Potrebbero essere investite, per esempio, nell’innovazione e nella ricerca di strumenti e processi che consentano di trarre un guadagno equo (il paradosso è solo apparente: esistono già molti esempi del genere, tra i più noti iTunes ed eBay) dalle modalità di scambio cui ormai siamo abituati: basti pensare ai dati di una ricerca recente dove si stima che “gli utilizzatori delle reti p2p acquistano musica legalmente fino a 10 volte in più rispetto a coloro che non effettuano download illegali”.
Il terzo e ultimo punto è degli altri in qualche modo conseguenza: se consideriamo la conoscenza (in tutte le sue forme: dal cinema al trattato scientifico, dalla musica alla formula matematica) un bene comune da tutelare, allora non possiamo lasciare il campo al solo potere regolatore del mercato (che poi tanto regolatore non è), ma dobbiamo anche prevedere, in alcuni casi continuare a farlo, forme di intervento pubblico che ne garantiscano la pluralità, favoriscano il confronto e l’esposizione a opinioni diverse con il conseguente sviluppo delle capacità critiche.
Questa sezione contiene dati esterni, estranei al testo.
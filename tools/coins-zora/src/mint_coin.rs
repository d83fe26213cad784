//! # `mint-coin`
//!
//! Tool that builds the coin parameters and submits the coin creation to the
//! coin factory on behalf of a wallet.
//!
//! Failures of the submission are classified so the caller can show the user
//! what went wrong, see [`MintFailure::classify`].

use {
    crate::{
        coin_request::CoinRequest,
        error::{CoinsError, CoinsErrorKind},
        factory::FactoryClient,
    },
    blogcoin_toolkit::*,
    blogcoin_types::{CoinAddress, CoinDraft, CoinParams, MintFailure, MintResult, WalletHandle},
    schemars::JsonSchema,
    serde::{Deserialize, Serialize},
};

// `deny_unknown_fields` does not combine with `flatten`.
#[derive(Debug, Deserialize, JsonSchema)]
pub(crate) struct Input {
    #[serde(flatten)]
    coin: CoinRequest,
    /// Wallet signing the creation transaction.
    wallet: WalletHandle,
}

#[derive(Debug, PartialEq, Eq, Serialize, JsonSchema)]
#[serde(rename_all = "snake_case")]
pub(crate) enum Output {
    Ok {
        #[serde(flatten)]
        result: MintResult,
        /// Parameters the coin was created with.
        coin_params: CoinParams,
    },
    Err {
        /// Detailed error message.
        reason: String,
        /// Type of error.
        kind: CoinsErrorKind,
        /// Classified minting failure, when the submission itself failed.
        #[serde(skip_serializing_if = "Option::is_none")]
        failure: Option<MintFailure>,
        /// HTTP status code returned by the coin factory, if any.
        #[serde(skip_serializing_if = "Option::is_none")]
        status_code: Option<u16>,
    },
}

pub(crate) struct MintCoin {
    factory: FactoryClient,
}

impl BlogcoinTool for MintCoin {
    type Input = Input;
    type Output = Output;

    async fn new() -> Self {
        Self {
            factory: FactoryClient::from_env(),
        }
    }

    fn name() -> &'static str {
        "mint-coin"
    }

    fn path() -> &'static str {
        "/mint-coin"
    }

    fn status_of(output: &Self::Output) -> StatusCode {
        match output {
            Output::Ok { .. } => StatusCode::OK,
            Output::Err { kind, .. } => kind.status(),
        }
    }

    async fn health(&self) -> AnyResult<StatusCode> {
        self.factory.health().await
    }

    async fn invoke(&self, input: Self::Input) -> Self::Output {
        match self.mint(input).await {
            Ok((result, coin_params)) => Output::Ok {
                result,
                coin_params,
            },
            Err(e) => {
                log::error!("Failed to mint coin: {e}");

                Output::Err {
                    reason: e.to_string(),
                    kind: e.kind(),
                    status_code: e.status_code(),
                    failure: e.into_failure(),
                }
            }
        }
    }
}

impl MintCoin {
    /// Any error on the way to a transaction hash is a minting failure.
    async fn mint(
        &self,
        Input { coin, wallet }: Input,
    ) -> Result<(MintResult, CoinParams), CoinsError> {
        let params = CoinParams::new(CoinDraft::try_from(coin)?);

        let response = self
            .factory
            .create_coin(&params, &wallet)
            .await
            .map_err(|e| CoinsError::Mint {
                status_code: e.status_code(),
                failure: e.into(),
            })?;

        log::info!(
            "Submitted coin '{}' ({}) in transaction {}",
            params.name,
            params.symbol,
            response.hash
        );

        let result = MintResult {
            tx_hash: response.hash,
            coin_address: CoinAddress::from_option(response.address),
        };

        Ok((result, params))
    }
}

#[cfg(test)]
mod tests {
    use {
        super::*,
        assert_matches::assert_matches,
        blogcoin_types::{MintFailureKind, Network},
        mockito::{Matcher, Server},
        serde_json::json,
    };

    const ACCOUNT: &str = "0x1234567890abcdef1234567890abcdef12345678";
    const COIN: &str = "0xabcdefabcdefabcdefabcdefabcdefabcdefabcd";

    impl MintCoin {
        fn with_factory_url(factory_url: &str) -> Self {
            Self {
                factory: FactoryClient::new(factory_url, Network::Base, None),
            }
        }
    }

    async fn create_server_and_tool() -> (mockito::ServerGuard, MintCoin) {
        let server = Server::new_async().await;
        let tool = MintCoin::with_factory_url(&server.url());

        (server, tool)
    }

    fn input() -> Input {
        serde_json::from_value(json!({
            "name": "WhaleCoin",
            "description": "A coin about whale songs.",
            "content_uri": "ipfs://QmPost",
            "image_uri": "ipfs://QmImage",
            "recipient_address": ACCOUNT,
            "wallet": { "account": ACCOUNT, "session": "sess_abc" }
        }))
        .unwrap()
    }

    #[tokio::test]
    async fn test_mint_confirmed() {
        let (mut server, tool) = create_server_and_tool().await;

        let mock = server
            .mock("POST", "/v1/coins")
            .match_body(Matcher::PartialJson(json!({
                "params": { "symbol": "WHALE", "initialPurchaseWei": 0 },
                "chainId": 8453
            })))
            .with_body(json!({ "hash": "0xtx", "address": COIN }).to_string())
            .create_async()
            .await;

        let Output::Ok {
            result,
            coin_params,
        } = tool.invoke(input()).await
        else {
            panic!("Expected a minted coin");
        };

        assert_eq!(result.tx_hash, "0xtx");
        assert_eq!(
            result.coin_address.address().map(|a| a.as_str()),
            Some(COIN)
        );
        assert_eq!(coin_params.uri, "ipfs://QmImage");

        mock.assert_async().await;
    }

    #[tokio::test]
    async fn test_mint_pending_address() {
        let (mut server, tool) = create_server_and_tool().await;

        let _mock = server
            .mock("POST", "/v1/coins")
            .with_body(json!({ "hash": "0xtx" }).to_string())
            .create_async()
            .await;

        let output = tool.invoke(input()).await;

        assert_matches!(
            &output,
            Output::Ok { result: MintResult { coin_address: CoinAddress::Pending, .. }, .. }
        );

        let json = serde_json::to_value(&output).unwrap();

        assert_eq!(json["ok"]["tx_hash"], "0xtx");
        assert_eq!(json["ok"]["coin_address"], json!({ "state": "pending" }));
    }

    #[tokio::test]
    async fn test_insufficient_funds() {
        let (mut server, tool) = create_server_and_tool().await;

        let _mock = server
            .mock("POST", "/v1/coins")
            .with_status(400)
            .with_body(
                json!({ "error": "execution reverted: insufficient funds for gas * price + value" })
                    .to_string(),
            )
            .create_async()
            .await;

        let output = tool.invoke(input()).await;

        assert_matches!(
            &output,
            Output::Err {
                reason,
                kind: CoinsErrorKind::Mint,
                failure: Some(MintFailure { kind: MintFailureKind::InsufficientFunds, .. }),
                status_code: Some(400),
            } if reason == "Your wallet has insufficient funds to mint the coin"
        );
        assert_eq!(MintCoin::status_of(&output), StatusCode::BAD_GATEWAY);
    }

    #[tokio::test]
    async fn test_user_denied() {
        let (mut server, tool) = create_server_and_tool().await;

        let _mock = server
            .mock("POST", "/v1/coins")
            .with_status(403)
            .with_body(json!({ "error": "User denied transaction signature." }).to_string())
            .create_async()
            .await;

        assert_matches!(
            tool.invoke(input()).await,
            Output::Err {
                failure: Some(MintFailure { kind: MintFailureKind::UserDenied, .. }),
                ..
            }
        );
    }

    #[tokio::test]
    async fn test_unknown_failure_passes_through() {
        let (mut server, tool) = create_server_and_tool().await;

        let _mock = server
            .mock("POST", "/v1/coins")
            .with_status(500)
            .with_body("nonce too low")
            .create_async()
            .await;

        let output = tool.invoke(input()).await;

        assert_matches!(
            &output,
            Output::Err { reason, failure: Some(MintFailure { kind: MintFailureKind::Other, .. }), .. }
                if reason == "Failed to mint coin: nonce too low"
        );
    }

    #[tokio::test]
    async fn test_invalid_recipient() {
        let (_server, tool) = create_server_and_tool().await;

        let input = serde_json::from_value(json!({
            "name": "WhaleCoin",
            "description": "A coin about whale songs.",
            "content_uri": "ipfs://QmPost",
            "recipient_address": "vitalik.eth",
            "wallet": { "account": ACCOUNT, "session": "sess_abc" }
        }))
        .unwrap();

        let output = tool.invoke(input).await;

        assert_matches!(
            &output,
            Output::Err { kind: CoinsErrorKind::Validation, failure: None, .. }
        );
        assert_eq!(MintCoin::status_of(&output), StatusCode::BAD_REQUEST);
    }
}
Ciò significa rifiuto della censura, di monopoli e posizioni dominanti e, insieme, accesso diretto alle fonti e trasparenza delle informazioni (Stefano Rodotà, “Il sapere come bene comune”, intervento al Festivalfilosofia di Modena, 15 settembre 2007).
Prerequisiti, questi, perché esista una sfera pubblica in grado di disegnare un’idea di Europa non chiusa nelle identità particolari delle nazioni che la compongono o di se stessa, ma che faccia dell’incontro, e dell’attraversamento delle culture e delle lingue, la propria qualità specifica da spendere nel mondo di domani.